The result, in a case like the CenturyLink protest, is that contractors take a major risk in attempting to win the business. "For Interior to say, as it did in this case, that because it received offers from several vendors it must have done something right, is completely off point," Dougherty said. "Some vendors are willing to roll the dice to get the contract, but that doesn't mean the bid process was proper."
The ID/IQ vehicle complicates the bidding process since the duration of the contract can be so long, he noted. "The ID/IQ vehicles serve a purpose and can be a valuable way to contract for goods and service when used as intended.Where ID/IQs are abused is where they are used primarily to discourage competition over a long period. I see many ID/IQs where only one contract is awarded."
The ID/IQ can become a vehicle to sole-source awards, Dougherty said. "When you create an environment where competition is stymied over the course of 10 years, it is not conducive to innovation and it defies fair and open competition."
Since the court of federal claims is also available to CenturyLink, that venue might be somewhat better.
The court will start without any presumption that the GAO decision was either right or wrong, and as a judicial proceeding it may be a better forum. Even so, outcomes from the court of claims tilt towards the government, Dougherty contends.
"By rule both forums are deferential to the government. In order to uphold a protest, the GAO or the court of claims must find that the decision of the government was not reasonable," he said. "One COFC judge likes to use the word irrational. That is a large hurdle for a protestor to overcome."
Google successfully used the court of federal claims process on a major IT contract, which coincidentally involved the Interior Department.

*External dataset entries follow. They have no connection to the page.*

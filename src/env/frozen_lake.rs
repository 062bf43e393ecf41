//! Frozen lake grid world.
//!
//! The agent walks from the start tile to the goal across frozen tiles while
//! avoiding holes. On a slippery lake a move may slide sideways.

use super::{DiscreteAction, Environment, Step};
use crate::error::ConfigError;
use rand::Rng;

const MAP_4X4: [&str; 4] = ["SFFF", "FHFH", "FFFH", "HFFG"];

const MAP_8X8: [&str; 8] = [
    "SFFFFFFF", "FFFFFFFF", "FFFHFFFF", "FFFFFHFF", "FFFHFFFF", "FHHFFFHF", "FHFFHFHF",
    "FFFHFFFG",
];

/// Upper bound on map generation attempts.
const MAX_GENERATION_ATTEMPTS: usize = 10_000;

/// Smallest side length of a random lake.
pub const MIN_RANDOM_SIZE: usize = 2;
/// Largest side length of a random lake.
pub const MAX_RANDOM_SIZE: usize = 64;

#[derive(Debug, Clone, Copy, PartialEq, Eq)]
pub enum Tile {
    Start,
    Frozen,
    Hole,
    Goal,
}

impl Tile {
    fn from_char(c: char) -> Option<Self> {
        match c {
            'S' => Some(Tile::Start),
            'F' => Some(Tile::Frozen),
            'H' => Some(Tile::Hole),
            'G' => Some(Tile::Goal),
            _ => None,
        }
    }

    pub fn as_char(self) -> char {
        match self {
            Tile::Start => 'S',
            Tile::Frozen => 'F',
            Tile::Hole => 'H',
            Tile::Goal => 'G',
        }
    }

    pub fn is_terminal(self) -> bool {
        matches!(self, Tile::Hole | Tile::Goal)
    }
}

/// Which lake to build.
#[derive(Debug, Clone, Copy, PartialEq, Eq)]
pub enum MapSpec {
    Preset4x4,
    Preset8x8,
    Random { size: usize },
}

impl MapSpec {
    /// Parses `4x4`, `8x8` or `random`.
    ///
    /// # Errors
    ///
    /// Returns an error for unknown names or a random size outside
    /// `MIN_RANDOM_SIZE..=MAX_RANDOM_SIZE`.
    pub fn parse(name: &str, random_size: usize) -> Result<Self, ConfigError> {
        match name.trim().to_lowercase().as_str() {
            "4x4" => Ok(MapSpec::Preset4x4),
            "8x8" => Ok(MapSpec::Preset8x8),
            "random" if (MIN_RANDOM_SIZE..=MAX_RANDOM_SIZE).contains(&random_size) => {
                Ok(MapSpec::Random { size: random_size })
            }
            "random" => Err(ConfigError::InvalidMap(format!(
                "random maps need a size between {MIN_RANDOM_SIZE} and {MAX_RANDOM_SIZE}, \
                 got {random_size}"
            ))),
            other => Err(ConfigError::InvalidMap(format!(
                "unknown map '{other}' (expected 4x4, 8x8 or random)"
            ))),
        }
    }

    /// Short name used in model file names.
    pub fn slug(self) -> String {
        match self {
            MapSpec::Preset4x4 => "4x4".to_string(),
            MapSpec::Preset8x8 => "8x8".to_string(),
            MapSpec::Random { size } => format!("random{size}x{size}"),
        }
    }

    /// Builds the lake layout.
    pub fn build<R: Rng>(self, frozen_probability: f64, rng: &mut R) -> LakeMap {
        match self {
            MapSpec::Preset4x4 => LakeMap::preset(&MAP_4X4),
            MapSpec::Preset8x8 => LakeMap::preset(&MAP_8X8),
            MapSpec::Random { size } => LakeMap::generate(size, frozen_probability, rng),
        }
    }
}

/// A rectangular lake layout.
#[derive(Debug, Clone, PartialEq, Eq)]
pub struct LakeMap {
    rows: usize,
    cols: usize,
    tiles: Vec<Tile>,
}
impl AirHockey {
    pub fn new(opponent: Opponent) -> Self {
        let centre = Vec2::new(WIDTH / 2.0, HEIGHT / 2.0);
        let agent_home = Vec2::new(WIDTH / 2.0, HOME_OFFSET);
        let rival_home = Vec2::new(WIDTH / 2.0, HEIGHT - HOME_OFFSET);
        Self {
            opponent,
            ball: Disc::new(centre, BALL_RADIUS, BALL_MASS),
            agent: Disc::new(agent_home, PADDLE_RADIUS, PADDLE_MASS),
            rival: Disc::new(rival_home, PADDLE_RADIUS, PADDLE_MASS),
            target: rival_home,
            walls: build_walls(),
            steps: 0,
            max_steps: MAX_STEPS,
            outcome: None,
        }
    }

    pub fn ball(&self) -> &Disc {
        &self.ball
    }

    pub fn agent_paddle(&self) -> &Disc {
        &self.agent
    }

    pub fn opponent_paddle(&self) -> &Disc {
        &self.rival
    }

    pub fn steps(&self) -> usize {
        self.steps
    }

    /// Result of the last terminated match, if any.
    pub fn outcome(&self) -> Option<Outcome> {
        self.outcome
    }

    /// Moves the point the bottom paddle is dragged towards.
    pub fn set_opponent_target(&mut self, x: f64, y: f64) {
        self.target = Vec2::new(x, y);
    }

    pub fn opponent_target(&self) -> Vec2 {
        self.target
    }

    pub fn observation(&self) -> RinkObservation {
        RinkObservation {
            ball_x: self.ball.position.x / WIDTH,
            ball_y: self.ball.position.y / HEIGHT,
            ball_vx: self.ball.velocity.x / VELOCITY_SCALE,
            ball_vy: self.ball.velocity.y / VELOCITY_SCALE,
            agent_x: self.agent.position.x / WIDTH,
            agent_y: self.agent.position.y / HEIGHT,
            opponent_x: self.rival.position.x / WIDTH,
            opponent_y: self.rival.position.y / HEIGHT,
        }
    }

    /// Advances one frame with a continuous force on the agent paddle.
    pub fn step_force(&mut self, force: Force) -> Step<RinkObservation> {
        let force = force.clipped();
        if self.opponent == Opponent::Bot {
            self.move_bot();
        }

        let dt = FRAME_DT / SUBSTEPS as f64;
        for _ in 0..SUBSTEPS {
            self.agent.force = Vec2::new(force.x, force.y) * FORCE_MULTIPLIER;
            self.pull_rival(dt);

            self.ball.integrate(dt, DAMPING);
            self.agent.integrate(dt, DAMPING);
            self.rival.integrate(dt, DAMPING);
            self.agent.velocity = self.agent.velocity.clamp_length(MAX_PADDLE_SPEED);
            self.rival.velocity = self.rival.velocity.clamp_length(MAX_PADDLE_SPEED);

            for wall in &self.walls {
                collide_wall(&mut self.ball, wall);
            }
            collide_discs(&mut self.ball, &mut self.agent);
            collide_discs(&mut self.ball, &mut self.rival);

            self.constrain_paddles();
        }
        self.steps += 1;

        let ball_y = self.ball.position.y;
        let mut reward = 0.0;
        self.outcome = if ball_y > HEIGHT {
            reward = GOAL_REWARD;
            Some(Outcome::AgentScored)
        } else if ball_y < 0.0 {
            reward = -GOAL_REWARD;
            Some(Outcome::OpponentScored)
        } else {
            None
        };
        if ball_y > HEIGHT / 2.0 {
            reward += PRESSURE_REWARD;
        }

        let terminated = self.outcome.is_some();
        Step {
            observation: self.observation(),
            reward,
            terminated,
            truncated: !terminated && self.steps >= self.max_steps,
        }
    }

    /// Tracks the ball's x coordinate along the home line.
    fn move_bot(&mut self) {
        let diff = self.ball.position.x - self.target.x;
        let x = if diff.abs() < BOT_SPEED {
            self.ball.position.x
        } else {
            self.target.x + BOT_SPEED * diff.signum()
        };
        self.target = Vec2::new(
            x.clamp(PADDLE_RADIUS, WIDTH - PADDLE_RADIUS),
            HEIGHT - HOME_OFFSET,
        );
    }

    /// Drags the bottom paddle towards the target with a bounded force.
    fn pull_rival(&mut self, dt: f64) {
        let desired = (self.target - self.rival.position) * PULL_GAIN;
        let max_dv = PULL_MAX_FORCE / self.rival.mass * dt;
        let dv = (desired - self.rival.velocity).clamp_length(max_dv);
        self.rival.force = dv * (self.rival.mass / dt);
    }

    /// Keeps each paddle in its own half and inside the rink.
    fn constrain_paddles(&mut self) {
        let r = PADDLE_RADIUS;
        self.agent.confine(
            Vec2::new(r, r),
            Vec2::new(WIDTH - r, HEIGHT / 2.0 - r),
        );
        self.rival.confine(
            Vec2::new(r, HEIGHT / 2.0 + r),
            Vec2::new(WIDTH - r, HEIGHT - r),
        );
    }

    #[cfg(test)]
    pub(crate) fn place_ball(&mut self, position: Vec2, velocity: Vec2) {
        self.ball.position = position;
        self.ball.velocity = velocity;
    }

    #[cfg(test)]
    pub(crate) fn set_max_steps(&mut self, max_steps: usize) {
        self.max_steps = max_steps;
    }
}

Google challenged the department's original 2010 indication that Microsoft's technology was its preferred choice for a major email system. The search company contended that Interior's basis for that choice was flawed.
The court of claims ruled in favor of Google, and the Interior Department then revised the contract terms and reevaluated proposals. In May of 2012 Interior awarded the $34.9 million contract to Onix Networks for an email system featuring Google's technology.